FILE PHOTO: Water vapour billows from smokestacks at the incineration plant of Ivry-sur-Seine, near Paris as the sun rises, France. REUTERS/Charles Platiau/File Photo

There are indications that only two per cent of Nigerian heavy energy users, especially those in the industrial sector, are investing towards reducing Co2 emission as most of them are focused on boosting their profit margins.

Indeed, foreign investors are worried that many Nigerian companies are not contributing so much to reducing carbon emission as practiced in other climes.

Speaking on the sidelines of the fifth Manufacturers Association of Nigeria (MAN) energy efficiency network meeting jointly hosted by the European Union and GIZ in Lagos, the Quality, Health and Safety Environment (QHSE) Manager, Uraga Power Solutions Limited, a subsidiary of Honeywell Group, Adeyemi Akolade, said while the percentage is speculative without supporting data, a larger percentage of Nigerian companies are not aware of Co2 reduction.

In his words: “This is why GIZ is organising this event to talk about renewable energy and Co2 reduction.
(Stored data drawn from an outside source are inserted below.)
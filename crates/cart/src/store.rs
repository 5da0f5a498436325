//! The Cart Store: in-memory cart state with write-through persistence.
//!
//! All mutations go through one writer lock that is held across computing
//! the new cart, publishing it, and persisting it. A mutation therefore
//! always starts from the latest cart and writes reach storage in mutation
//! order. Readers never wait on the writer: snapshots are published on a
//! watch channel as soon as they are computed, before the write completes.

use std::sync::atomic::{AtomicBool, Ordering};
use std::sync::Arc;

use cart_core::{
    validate_cart, validate_new_item, Cart, CartItem, Decrement, NewCartItem, DEFAULT_CART_KEY,
};
use cart_store::{CartBlobExt, KvStore};
use tokio::sync::{watch, Mutex};

use crate::error::{CartError, Result};

/// What to do when the backing store fails.
#[derive(Debug, Clone, Copy, PartialEq, Eq, Default)]
pub enum WritePolicy {
    /// Log the failure and carry on. In-memory and persisted state may
    /// diverge until the next successful write.
    #[default]
    BestEffort,
    /// Return the failure to the caller. The in-memory mutation has already
    /// been published and is not rolled back.
    Strict,
}

/// Configuration for the Cart Store.
#[derive(Debug, Clone)]
pub struct CartConfig {
    /// Key the cart blob is stored under.
    pub storage_key: String,
    /// Handling of storage failures.
    pub write_policy: WritePolicy,
    /// Whether to validate a loaded blob before adopting it.
    pub validate_on_load: bool,
}

impl Default for CartConfig {
    fn default() -> Self {
        Self {
            storage_key: DEFAULT_CART_KEY.to_string(),
            write_policy: WritePolicy::BestEffort,
            validate_on_load: false,
        }
    }
}

impl CartConfig {
    pub fn with_storage_key(mut self, key: impl Into<String>) -> Self {
        self.storage_key = key.into();
        self
    }

    pub fn with_write_policy(mut self, policy: WritePolicy) -> Self {
        self.write_policy = policy;
        self
    }

    pub fn with_validate_on_load(mut self, validate: bool) -> Self {
        self.validate_on_load = validate;
        self
    }
}

/// Whether the initial read from storage has completed.
#[derive(Debug, Clone, Copy, PartialEq, Eq)]
pub enum LoadPhase {
    /// No load has run yet.
    Pending,
    /// The initial load finished (with or without a stored cart).
    Loaded,
}

/// The Cart Store.
///
/// Cheap to clone; clones share the same cart and writer. Hand a clone to
/// each consumer, or wrap it as a [`CartContext`](crate::CartContext) for
/// scoped lookup.
pub struct CartStore<S: KvStore> {
    store: Arc<S>,
    config: Arc<CartConfig>,
    shared: Arc<Shared>,
}

struct Shared {
    /// Single-writer serialization point.
    writer: Mutex<WriterState>,
    /// Latest published cart.
    snapshot: watch::Sender<Arc<Cart>>,
    /// Mirror of `WriterState::phase` for lock-free reads.
    loaded: AtomicBool,
}

struct WriterState {
    phase: LoadPhase,
    /// Mutations applied so far.
    mutations: u64,
}

impl<S: KvStore> Clone for CartStore<S> {
    fn clone(&self) -> Self {
        Self {
            store: Arc::clone(&self.store),
            config: Arc::clone(&self.config),
            shared: Arc::clone(&self.shared),
        }
    }
}

impl<S: KvStore> CartStore<S> {
    /// Create an empty, not yet loaded cart store.
    pub fn new(store: S, config: CartConfig) -> Self {
        Self::with_shared_store(Arc::new(store), config)
    }

    /// Create a cart store over a store handle shared with other owners.
    pub fn with_shared_store(store: Arc<S>, config: CartConfig) -> Self {
        let (snapshot, _) = watch::channel(Arc::new(Cart::new()));
        Self {
            store,
            config: Arc::new(config),
            shared: Arc::new(Shared {
                writer: Mutex::new(WriterState {
                    phase: LoadPhase::Pending,
                    mutations: 0,
                }),
                snapshot,
                loaded: AtomicBool::new(false),
            }),
        }
    }

    /// Create a cart store and run the initial load.
    pub async fn open(store: S, config: CartConfig) -> Result<Self> {
        let cart = Self::new(store, config);
        cart.load().await?;
        Ok(cart)
    }

    /// Get the configuration.
    pub fn config(&self) -> &CartConfig {
        &self.config
    }

    /// Get the backing store.
    pub fn store(&self) -> &S {
        &self.store
    }

    pub fn phase(&self) -> LoadPhase {
        if self.shared.loaded.load(Ordering::Acquire) {
            LoadPhase::Loaded
        } else {
            LoadPhase::Pending
        }
    }

    pub fn is_loaded(&self) -> bool {
        self.phase() == LoadPhase::Loaded
    }

    // ─────────────────────────────────────────────────────────────────────────
    // Read Operations
    // ─────────────────────────────────────────────────────────────────────────

    /// The current cart.
    ///
    /// Reflects the latest mutation even if its write is still in flight.
    pub fn products(&self) -> Arc<Cart> {
        Arc::clone(&self.shared.snapshot.borrow())
    }

    /// Watch the cart. The receiver sees a new snapshot after every
    /// mutation and after a load that found a stored cart.
    pub fn subscribe(&self) -> watch::Receiver<Arc<Cart>> {
        self.shared.snapshot.subscribe()
    }

    // ─────────────────────────────────────────────────────────────────────────
    // Load
    // ─────────────────────────────────────────────────────────────────────────

    /// Seed the cart from storage.
    ///
    /// Runs once; later calls return immediately. A missing blob leaves the
    /// cart empty. If the cart was already mutated while pending, those
    /// writes replaced the stored blob, so the in-memory cart is kept and
    /// nothing is read.
    pub async fn load(&self) -> Result<()> {
        let mut writer = self.shared.writer.lock().await;

        if writer.phase == LoadPhase::Loaded {
            return Ok(());
        }

        let outcome = if writer.mutations > 0 {
            tracing::debug!(
                mutations = writer.mutations,
                "cart mutated before load, keeping in-memory state"
            );
            Ok(())
        } else {
            self.read_stored_cart().await
        };

        writer.phase = LoadPhase::Loaded;
        self.shared.loaded.store(true, Ordering::Release);
        outcome
    }

    async fn read_stored_cart(&self) -> Result<()> {
        let key = &self.config.storage_key;

        let cart = match self.store.load_cart(key).await {
            Ok(Some(cart)) => cart,
            Ok(None) => {
                tracing::debug!(key = %key, "no stored cart");
                return Ok(());
            }
            Err(e) => {
                tracing::warn!(key = %key, error = %e, "failed to load stored cart");
                return self.storage_failure(e.into());
            }
        };

        if self.config.validate_on_load {
            if let Err(e) = validate_cart(cart.items()) {
                tracing::warn!(key = %key, error = %e, "stored cart failed validation");
                return self.storage_failure(e.into());
            }
        }

        tracing::debug!(key = %key, lines = cart.len(), "loaded stored cart");
        self.shared.snapshot.send_replace(Arc::new(cart));
        Ok(())
    }

    // ─────────────────────────────────────────────────────────────────────────
    // Mutations
    // ─────────────────────────────────────────────────────────────────────────

    /// Add an item with quantity 1 at the front of the cart.
    ///
    /// Never merges: adding a product that already has a line creates a
    /// second line. Returns the new line. An item with a non-finite or
    /// negative price is rejected before anything changes.
    pub async fn add_to_cart(&self, item: NewCartItem) -> Result<CartItem> {
        validate_new_item(&item)?;
        self.mutate("add_to_cart", move |cart| Ok(cart.add(item).clone()))
            .await
    }

    /// Increase the first line for `id` by one and move it to the front.
    /// Returns the updated line.
    pub async fn increment(&self, id: &str) -> Result<CartItem> {
        self.mutate("increment", |cart| cart.increment(id).cloned())
            .await
    }

    /// Decrease the first line for `id` by one, removing it at zero.
    pub async fn decrement(&self, id: &str) -> Result<Decrement> {
        self.mutate("decrement", |cart| cart.decrement(id)).await
    }

    /// Remove every line and delete the stored blob.
    pub async fn clear(&self) -> Result<()> {
        let mut writer = self.shared.writer.lock().await;

        writer.mutations += 1;
        self.shared.snapshot.send_replace(Arc::new(Cart::new()));
        tracing::trace!(op = "clear", "cart mutated");

        let key = &self.config.storage_key;
        if let Err(e) = self.store.remove(key).await {
            tracing::warn!(key = %key, error = %e, "failed to remove stored cart");
            return self.storage_failure(e.into());
        }
        Ok(())
    }

    /// Apply `f` to the latest cart under the writer lock, publish the
    /// result, then write it through.
    ///
    /// If `f` fails nothing is published or written.
    async fn mutate<T, F>(&self, op: &'static str, f: F) -> Result<T>
    where
        F: FnOnce(&mut Cart) -> cart_core::Result<T> + Send,
        T: Send,
    {
        let mut writer = self.shared.writer.lock().await;

        let mut cart = Cart::clone(&self.shared.snapshot.borrow());
        let output = f(&mut cart)?;

        writer.mutations += 1;
        let cart = Arc::new(cart);
        self.shared.snapshot.send_replace(Arc::clone(&cart));
        tracing::trace!(op, lines = cart.len(), "cart mutated");

        self.persist(&cart).await?;
        Ok(output)
    }

    /// Write the whole cart under the configured key.
    async fn persist(&self, cart: &Cart) -> Result<()> {
        let key = &self.config.storage_key;
        if let Err(e) = self.store.save_cart(key, cart).await {
            tracing::warn!(key = %key, error = %e, "failed to persist cart");
            return self.storage_failure(e.into());
        }
        Ok(())
    }

    fn storage_failure(&self, err: CartError) -> Result<()> {
        match self.config.write_policy {
            WritePolicy::BestEffort => Ok(()),
            WritePolicy::Strict => Err(err),
        }
    }
}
A very good example is the kind of vehicles we have in the country, as they are still not electronically controlled injector kind of vehicles but mechanical injectors.

“Many companies and countries of the world have gone ahead running their cars on alternative energy, so these things are just coming into Nigeria and if you look at the percentage, only one or two per cent of the industries in the country are actually investing in Co2 reduction.

“I think it is a good one that we have GIZ here today trying to sensitise big companies and if these big companies can buy into this idea, they can spread good news to other companies and with that, the issue of preaching Co2 reduction will no longer be a problem.”

On his part, the Advisor on Energy Management, Nigeria Energy Support Programme (NESP), Joshua Garba, said the partnership with MAN is aimed at fostering investments in renewable energy and energy efficient and rural electrification.

“We are sensitising industries because most of the companies were established for businesses, but not established to reduce Co2 emissions, they were not established to reduce energy consumption, but established for profitability,” he added.

According to him, what is lacking is the fact that most of the companies are not aware of the huge amount of energy wastes they incur and the impact Co2 emissions have on the environment.

“What we do at NESP is to support them to at least reduce about 15 per cent of their energy consumption because it also has an impact on Co2 emissions. We are supporting them to achieve this objective and from what we are seeing today, the companies are doing more than what we even imagined,” he said.

Earlier, a Senior Research Economist, Manufacturers Association of Nigeria (MAN), Omojolaibi, Yinka, said the meeting was to gather key players that have invested in efficient energy networks to share their experiences on how energy efficiency had reduced their cost of operations.

“We know that energy is a major cost which leads to high cost of production in the country where almost 40 per cent of the cost of production is spent on energy,” she added.